Collected data
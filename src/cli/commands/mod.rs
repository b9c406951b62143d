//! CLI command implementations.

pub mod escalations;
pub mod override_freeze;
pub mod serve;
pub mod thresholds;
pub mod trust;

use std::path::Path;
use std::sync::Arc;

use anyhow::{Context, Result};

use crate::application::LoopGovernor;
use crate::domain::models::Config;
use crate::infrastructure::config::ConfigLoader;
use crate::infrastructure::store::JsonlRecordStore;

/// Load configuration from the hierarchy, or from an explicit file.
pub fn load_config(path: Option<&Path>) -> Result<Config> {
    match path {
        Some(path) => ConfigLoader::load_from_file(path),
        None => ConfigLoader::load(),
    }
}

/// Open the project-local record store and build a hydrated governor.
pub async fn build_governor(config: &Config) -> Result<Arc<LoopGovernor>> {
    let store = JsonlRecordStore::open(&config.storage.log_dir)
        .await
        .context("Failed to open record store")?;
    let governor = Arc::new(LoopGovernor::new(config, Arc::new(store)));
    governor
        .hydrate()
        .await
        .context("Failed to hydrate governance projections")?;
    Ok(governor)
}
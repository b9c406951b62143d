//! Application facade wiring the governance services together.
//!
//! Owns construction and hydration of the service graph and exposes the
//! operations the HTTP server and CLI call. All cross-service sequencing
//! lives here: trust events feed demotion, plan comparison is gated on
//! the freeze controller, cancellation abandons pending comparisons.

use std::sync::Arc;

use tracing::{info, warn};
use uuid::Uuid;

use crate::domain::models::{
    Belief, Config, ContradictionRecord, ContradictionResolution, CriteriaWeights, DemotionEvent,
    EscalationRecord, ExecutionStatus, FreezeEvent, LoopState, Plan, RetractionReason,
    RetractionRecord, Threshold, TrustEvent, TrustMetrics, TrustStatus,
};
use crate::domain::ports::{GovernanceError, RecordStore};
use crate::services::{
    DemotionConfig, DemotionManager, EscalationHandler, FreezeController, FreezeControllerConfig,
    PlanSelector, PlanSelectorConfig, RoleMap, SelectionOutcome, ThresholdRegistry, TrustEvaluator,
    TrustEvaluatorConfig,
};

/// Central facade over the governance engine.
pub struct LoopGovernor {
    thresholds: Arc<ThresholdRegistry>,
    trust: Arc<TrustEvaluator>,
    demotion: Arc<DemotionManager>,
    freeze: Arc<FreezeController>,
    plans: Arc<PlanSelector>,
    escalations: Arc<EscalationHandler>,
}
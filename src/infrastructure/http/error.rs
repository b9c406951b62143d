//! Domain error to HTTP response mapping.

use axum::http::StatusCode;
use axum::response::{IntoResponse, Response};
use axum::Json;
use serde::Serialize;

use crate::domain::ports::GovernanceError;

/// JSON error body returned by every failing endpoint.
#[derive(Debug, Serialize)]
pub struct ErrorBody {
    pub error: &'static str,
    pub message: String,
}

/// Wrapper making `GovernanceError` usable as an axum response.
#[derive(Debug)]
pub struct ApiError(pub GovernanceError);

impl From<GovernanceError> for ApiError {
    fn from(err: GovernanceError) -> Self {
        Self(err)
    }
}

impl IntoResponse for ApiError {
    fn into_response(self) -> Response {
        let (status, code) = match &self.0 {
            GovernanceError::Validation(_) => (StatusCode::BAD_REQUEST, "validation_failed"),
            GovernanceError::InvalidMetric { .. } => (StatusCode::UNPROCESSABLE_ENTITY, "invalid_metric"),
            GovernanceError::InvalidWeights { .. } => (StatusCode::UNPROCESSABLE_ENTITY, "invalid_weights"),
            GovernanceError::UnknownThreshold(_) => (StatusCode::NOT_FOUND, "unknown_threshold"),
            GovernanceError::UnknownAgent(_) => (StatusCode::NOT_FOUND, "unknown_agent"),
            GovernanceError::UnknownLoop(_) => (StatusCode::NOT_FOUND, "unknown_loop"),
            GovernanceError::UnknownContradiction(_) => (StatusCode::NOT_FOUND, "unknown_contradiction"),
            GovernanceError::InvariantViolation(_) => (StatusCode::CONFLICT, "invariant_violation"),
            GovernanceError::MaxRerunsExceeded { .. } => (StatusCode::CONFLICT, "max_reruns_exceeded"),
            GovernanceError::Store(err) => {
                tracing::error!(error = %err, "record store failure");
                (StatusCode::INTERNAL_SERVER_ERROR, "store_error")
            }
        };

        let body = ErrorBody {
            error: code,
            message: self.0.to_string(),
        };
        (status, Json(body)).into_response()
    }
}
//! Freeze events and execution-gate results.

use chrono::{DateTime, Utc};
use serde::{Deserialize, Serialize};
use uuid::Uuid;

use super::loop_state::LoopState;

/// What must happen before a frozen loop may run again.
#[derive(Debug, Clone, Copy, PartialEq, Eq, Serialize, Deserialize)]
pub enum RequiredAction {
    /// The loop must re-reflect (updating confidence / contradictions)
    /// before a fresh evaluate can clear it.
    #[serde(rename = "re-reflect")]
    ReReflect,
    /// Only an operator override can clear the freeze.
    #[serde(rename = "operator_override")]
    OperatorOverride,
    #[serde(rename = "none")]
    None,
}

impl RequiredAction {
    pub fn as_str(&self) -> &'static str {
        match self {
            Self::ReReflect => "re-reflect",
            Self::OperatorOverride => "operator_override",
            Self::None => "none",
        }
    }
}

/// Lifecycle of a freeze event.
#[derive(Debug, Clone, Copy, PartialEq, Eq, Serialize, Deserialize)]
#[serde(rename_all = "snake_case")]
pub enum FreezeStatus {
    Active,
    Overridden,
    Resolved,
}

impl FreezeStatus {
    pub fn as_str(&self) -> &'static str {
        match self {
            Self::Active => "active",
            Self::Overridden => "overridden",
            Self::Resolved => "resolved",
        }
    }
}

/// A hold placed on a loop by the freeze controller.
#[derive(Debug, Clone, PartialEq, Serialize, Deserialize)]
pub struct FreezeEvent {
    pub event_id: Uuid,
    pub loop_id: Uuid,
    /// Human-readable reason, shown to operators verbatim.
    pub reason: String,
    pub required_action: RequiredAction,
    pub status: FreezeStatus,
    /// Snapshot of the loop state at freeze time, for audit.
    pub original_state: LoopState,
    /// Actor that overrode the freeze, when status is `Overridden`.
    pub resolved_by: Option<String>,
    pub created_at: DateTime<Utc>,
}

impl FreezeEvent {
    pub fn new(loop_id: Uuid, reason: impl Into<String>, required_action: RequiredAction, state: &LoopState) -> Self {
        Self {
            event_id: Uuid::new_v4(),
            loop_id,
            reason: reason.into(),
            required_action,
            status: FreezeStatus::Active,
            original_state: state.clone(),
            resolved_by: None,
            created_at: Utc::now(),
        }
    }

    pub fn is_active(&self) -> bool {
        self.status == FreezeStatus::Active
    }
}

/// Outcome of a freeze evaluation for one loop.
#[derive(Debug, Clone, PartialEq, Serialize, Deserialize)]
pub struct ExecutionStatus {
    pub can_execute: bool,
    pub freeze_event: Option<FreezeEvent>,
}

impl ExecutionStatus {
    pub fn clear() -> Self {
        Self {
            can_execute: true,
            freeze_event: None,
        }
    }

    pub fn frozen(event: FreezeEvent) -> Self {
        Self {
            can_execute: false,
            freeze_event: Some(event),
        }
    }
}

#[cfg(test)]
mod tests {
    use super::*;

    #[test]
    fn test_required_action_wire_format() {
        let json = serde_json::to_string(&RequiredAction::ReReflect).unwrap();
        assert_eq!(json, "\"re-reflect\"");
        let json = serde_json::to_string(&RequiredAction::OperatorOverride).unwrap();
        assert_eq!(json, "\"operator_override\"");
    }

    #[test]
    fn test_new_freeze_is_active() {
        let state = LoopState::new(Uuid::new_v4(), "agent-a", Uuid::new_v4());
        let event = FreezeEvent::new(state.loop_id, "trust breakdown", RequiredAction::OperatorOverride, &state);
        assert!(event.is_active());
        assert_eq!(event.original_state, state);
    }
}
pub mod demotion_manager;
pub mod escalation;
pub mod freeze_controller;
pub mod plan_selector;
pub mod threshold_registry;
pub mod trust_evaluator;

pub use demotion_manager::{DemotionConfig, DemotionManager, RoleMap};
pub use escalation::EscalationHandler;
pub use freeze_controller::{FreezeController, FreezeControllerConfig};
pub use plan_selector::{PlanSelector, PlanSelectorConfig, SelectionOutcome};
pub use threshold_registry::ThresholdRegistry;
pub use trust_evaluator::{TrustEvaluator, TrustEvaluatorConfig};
--
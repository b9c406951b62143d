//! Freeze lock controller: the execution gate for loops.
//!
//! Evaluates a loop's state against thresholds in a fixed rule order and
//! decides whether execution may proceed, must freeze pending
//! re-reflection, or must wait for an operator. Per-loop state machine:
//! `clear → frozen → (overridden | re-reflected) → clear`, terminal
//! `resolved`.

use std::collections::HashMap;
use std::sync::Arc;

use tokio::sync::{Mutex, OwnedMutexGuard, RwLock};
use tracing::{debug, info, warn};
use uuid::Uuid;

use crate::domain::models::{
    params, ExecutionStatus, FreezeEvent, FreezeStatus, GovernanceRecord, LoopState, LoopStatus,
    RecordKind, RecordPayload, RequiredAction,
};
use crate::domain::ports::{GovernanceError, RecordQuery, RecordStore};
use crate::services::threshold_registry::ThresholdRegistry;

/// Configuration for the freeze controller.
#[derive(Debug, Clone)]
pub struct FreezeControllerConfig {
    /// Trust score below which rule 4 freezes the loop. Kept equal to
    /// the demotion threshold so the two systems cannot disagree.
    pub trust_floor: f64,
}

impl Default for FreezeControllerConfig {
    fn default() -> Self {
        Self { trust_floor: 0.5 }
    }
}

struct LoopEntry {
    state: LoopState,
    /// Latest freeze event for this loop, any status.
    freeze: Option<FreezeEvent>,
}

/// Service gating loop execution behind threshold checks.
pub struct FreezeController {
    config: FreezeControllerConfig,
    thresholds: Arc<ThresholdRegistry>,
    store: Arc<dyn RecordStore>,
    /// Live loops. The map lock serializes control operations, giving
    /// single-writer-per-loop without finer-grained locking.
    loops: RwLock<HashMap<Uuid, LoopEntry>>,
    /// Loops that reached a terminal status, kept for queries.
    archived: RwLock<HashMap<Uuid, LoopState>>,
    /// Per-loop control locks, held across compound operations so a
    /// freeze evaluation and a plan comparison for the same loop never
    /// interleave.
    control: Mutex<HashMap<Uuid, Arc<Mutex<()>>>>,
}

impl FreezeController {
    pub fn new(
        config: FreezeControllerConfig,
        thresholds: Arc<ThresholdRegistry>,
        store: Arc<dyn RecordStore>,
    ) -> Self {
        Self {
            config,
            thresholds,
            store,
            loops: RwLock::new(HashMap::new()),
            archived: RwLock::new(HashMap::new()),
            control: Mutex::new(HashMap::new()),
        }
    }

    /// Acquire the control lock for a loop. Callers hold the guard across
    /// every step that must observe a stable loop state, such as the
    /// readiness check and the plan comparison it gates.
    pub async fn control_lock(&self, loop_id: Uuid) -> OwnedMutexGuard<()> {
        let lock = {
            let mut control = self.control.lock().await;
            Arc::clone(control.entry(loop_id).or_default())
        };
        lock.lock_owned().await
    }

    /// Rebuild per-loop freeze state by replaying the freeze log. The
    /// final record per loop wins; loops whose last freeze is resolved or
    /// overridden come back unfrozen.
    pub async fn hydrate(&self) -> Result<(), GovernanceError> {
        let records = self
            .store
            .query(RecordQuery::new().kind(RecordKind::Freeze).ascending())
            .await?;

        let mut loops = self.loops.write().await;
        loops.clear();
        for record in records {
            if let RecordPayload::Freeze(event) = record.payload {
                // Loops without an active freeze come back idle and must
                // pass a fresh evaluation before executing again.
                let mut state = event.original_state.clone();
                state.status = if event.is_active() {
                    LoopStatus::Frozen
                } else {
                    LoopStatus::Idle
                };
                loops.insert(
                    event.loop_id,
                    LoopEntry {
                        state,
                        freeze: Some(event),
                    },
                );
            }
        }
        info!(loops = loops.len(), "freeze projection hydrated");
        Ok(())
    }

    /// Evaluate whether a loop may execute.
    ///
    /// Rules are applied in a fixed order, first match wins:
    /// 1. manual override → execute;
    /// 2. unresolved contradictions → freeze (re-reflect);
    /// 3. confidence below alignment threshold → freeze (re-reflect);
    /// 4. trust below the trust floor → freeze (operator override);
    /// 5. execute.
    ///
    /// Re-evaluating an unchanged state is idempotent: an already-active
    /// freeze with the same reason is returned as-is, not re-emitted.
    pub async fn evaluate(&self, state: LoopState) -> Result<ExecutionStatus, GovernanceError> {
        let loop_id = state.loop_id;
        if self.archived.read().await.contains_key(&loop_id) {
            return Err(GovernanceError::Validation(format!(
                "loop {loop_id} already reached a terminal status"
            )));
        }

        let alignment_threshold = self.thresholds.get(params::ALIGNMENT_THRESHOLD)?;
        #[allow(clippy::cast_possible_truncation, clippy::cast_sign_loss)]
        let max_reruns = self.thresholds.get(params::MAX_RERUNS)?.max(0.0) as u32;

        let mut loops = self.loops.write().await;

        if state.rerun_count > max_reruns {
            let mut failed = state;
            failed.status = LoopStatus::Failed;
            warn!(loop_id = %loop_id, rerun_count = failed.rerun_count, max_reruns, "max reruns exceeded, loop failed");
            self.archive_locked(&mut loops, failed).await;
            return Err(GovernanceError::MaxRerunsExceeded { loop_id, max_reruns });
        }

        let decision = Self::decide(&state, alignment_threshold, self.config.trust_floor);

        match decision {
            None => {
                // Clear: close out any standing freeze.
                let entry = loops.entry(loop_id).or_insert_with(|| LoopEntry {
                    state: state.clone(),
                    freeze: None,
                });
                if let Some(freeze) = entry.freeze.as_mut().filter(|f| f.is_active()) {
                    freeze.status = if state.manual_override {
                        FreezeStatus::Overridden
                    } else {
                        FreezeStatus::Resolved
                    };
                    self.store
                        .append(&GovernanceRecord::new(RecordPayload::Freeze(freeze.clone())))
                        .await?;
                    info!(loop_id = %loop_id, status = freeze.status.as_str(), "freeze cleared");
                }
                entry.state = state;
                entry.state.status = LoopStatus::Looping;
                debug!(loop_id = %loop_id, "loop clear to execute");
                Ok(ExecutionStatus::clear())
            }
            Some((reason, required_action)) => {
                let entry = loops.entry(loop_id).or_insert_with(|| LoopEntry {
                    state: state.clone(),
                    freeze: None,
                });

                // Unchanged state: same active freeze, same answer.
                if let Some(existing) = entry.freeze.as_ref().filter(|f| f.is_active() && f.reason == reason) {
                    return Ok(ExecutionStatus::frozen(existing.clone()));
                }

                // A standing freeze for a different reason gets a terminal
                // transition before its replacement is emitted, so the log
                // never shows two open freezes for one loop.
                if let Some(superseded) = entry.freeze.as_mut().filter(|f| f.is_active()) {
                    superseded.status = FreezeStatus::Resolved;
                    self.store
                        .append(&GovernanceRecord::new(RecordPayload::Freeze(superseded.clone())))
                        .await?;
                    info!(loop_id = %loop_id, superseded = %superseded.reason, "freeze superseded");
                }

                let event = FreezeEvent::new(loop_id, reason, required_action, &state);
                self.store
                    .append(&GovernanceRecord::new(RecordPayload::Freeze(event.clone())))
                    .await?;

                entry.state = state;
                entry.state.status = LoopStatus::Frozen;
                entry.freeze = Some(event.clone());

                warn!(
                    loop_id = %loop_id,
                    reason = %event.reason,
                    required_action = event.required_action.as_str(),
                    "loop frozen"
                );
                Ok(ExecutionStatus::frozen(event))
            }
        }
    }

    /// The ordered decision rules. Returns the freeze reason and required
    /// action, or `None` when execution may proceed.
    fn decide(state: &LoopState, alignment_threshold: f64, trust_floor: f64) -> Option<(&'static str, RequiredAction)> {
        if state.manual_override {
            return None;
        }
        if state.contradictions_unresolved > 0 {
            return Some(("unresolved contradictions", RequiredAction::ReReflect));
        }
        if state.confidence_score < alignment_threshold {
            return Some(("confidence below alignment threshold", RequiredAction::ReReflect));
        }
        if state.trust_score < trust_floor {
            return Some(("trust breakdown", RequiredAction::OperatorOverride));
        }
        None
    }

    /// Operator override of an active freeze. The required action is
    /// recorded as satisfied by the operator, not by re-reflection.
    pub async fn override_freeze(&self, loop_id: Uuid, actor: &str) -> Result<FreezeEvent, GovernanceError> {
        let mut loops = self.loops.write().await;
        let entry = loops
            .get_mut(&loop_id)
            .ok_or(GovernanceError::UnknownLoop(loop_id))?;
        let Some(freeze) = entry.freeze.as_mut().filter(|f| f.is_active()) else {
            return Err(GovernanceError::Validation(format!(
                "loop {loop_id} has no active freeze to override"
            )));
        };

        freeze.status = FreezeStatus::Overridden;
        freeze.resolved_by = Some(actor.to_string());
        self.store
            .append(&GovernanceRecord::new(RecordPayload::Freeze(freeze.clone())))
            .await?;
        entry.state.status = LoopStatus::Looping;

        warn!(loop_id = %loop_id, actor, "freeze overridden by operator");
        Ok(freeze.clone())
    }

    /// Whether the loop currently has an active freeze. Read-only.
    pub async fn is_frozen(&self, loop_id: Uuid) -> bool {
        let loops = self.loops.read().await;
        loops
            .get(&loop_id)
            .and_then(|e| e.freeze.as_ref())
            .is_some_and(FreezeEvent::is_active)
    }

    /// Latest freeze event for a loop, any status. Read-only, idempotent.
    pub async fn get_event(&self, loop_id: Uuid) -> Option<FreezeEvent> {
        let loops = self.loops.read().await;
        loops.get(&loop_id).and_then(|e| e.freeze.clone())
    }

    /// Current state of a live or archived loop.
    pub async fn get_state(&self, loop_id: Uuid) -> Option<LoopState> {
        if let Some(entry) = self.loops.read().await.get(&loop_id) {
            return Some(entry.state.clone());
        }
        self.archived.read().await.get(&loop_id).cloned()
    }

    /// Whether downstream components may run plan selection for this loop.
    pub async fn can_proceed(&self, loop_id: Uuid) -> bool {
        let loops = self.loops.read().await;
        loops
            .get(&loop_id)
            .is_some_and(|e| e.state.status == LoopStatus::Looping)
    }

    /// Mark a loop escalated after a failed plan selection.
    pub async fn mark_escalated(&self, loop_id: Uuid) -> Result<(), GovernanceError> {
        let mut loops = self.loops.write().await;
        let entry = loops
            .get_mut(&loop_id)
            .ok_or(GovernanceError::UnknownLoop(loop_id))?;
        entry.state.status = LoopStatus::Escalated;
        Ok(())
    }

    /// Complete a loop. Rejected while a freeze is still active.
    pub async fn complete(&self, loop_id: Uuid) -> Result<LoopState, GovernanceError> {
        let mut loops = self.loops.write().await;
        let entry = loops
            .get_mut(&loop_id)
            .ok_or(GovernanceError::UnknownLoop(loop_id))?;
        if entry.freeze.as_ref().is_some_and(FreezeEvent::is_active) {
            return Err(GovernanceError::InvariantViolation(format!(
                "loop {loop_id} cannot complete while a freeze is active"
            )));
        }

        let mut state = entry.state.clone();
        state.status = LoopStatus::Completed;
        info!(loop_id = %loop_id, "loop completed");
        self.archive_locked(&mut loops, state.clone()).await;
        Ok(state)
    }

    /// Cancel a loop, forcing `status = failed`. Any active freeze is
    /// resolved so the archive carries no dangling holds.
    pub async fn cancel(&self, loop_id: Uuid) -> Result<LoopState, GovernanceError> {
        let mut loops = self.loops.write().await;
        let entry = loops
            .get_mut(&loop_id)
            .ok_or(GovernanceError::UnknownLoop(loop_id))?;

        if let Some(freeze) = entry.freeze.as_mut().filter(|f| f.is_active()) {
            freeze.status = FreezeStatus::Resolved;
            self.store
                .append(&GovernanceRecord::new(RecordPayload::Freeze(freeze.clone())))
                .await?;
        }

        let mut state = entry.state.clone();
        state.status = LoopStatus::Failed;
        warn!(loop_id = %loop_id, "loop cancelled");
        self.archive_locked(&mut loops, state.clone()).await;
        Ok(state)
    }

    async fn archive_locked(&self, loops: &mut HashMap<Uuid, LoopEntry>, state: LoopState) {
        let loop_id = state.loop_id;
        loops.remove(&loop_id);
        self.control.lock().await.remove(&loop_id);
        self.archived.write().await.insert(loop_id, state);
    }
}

• _EXERCISE_: From the data, collect all lines where the string "else" appears.

• _SOLUTION FOR THIS TASK_:
                } else {
                    } else {
        let Some(freeze) = entry.freeze.as_mut().filter(|f| f.is_active()) else {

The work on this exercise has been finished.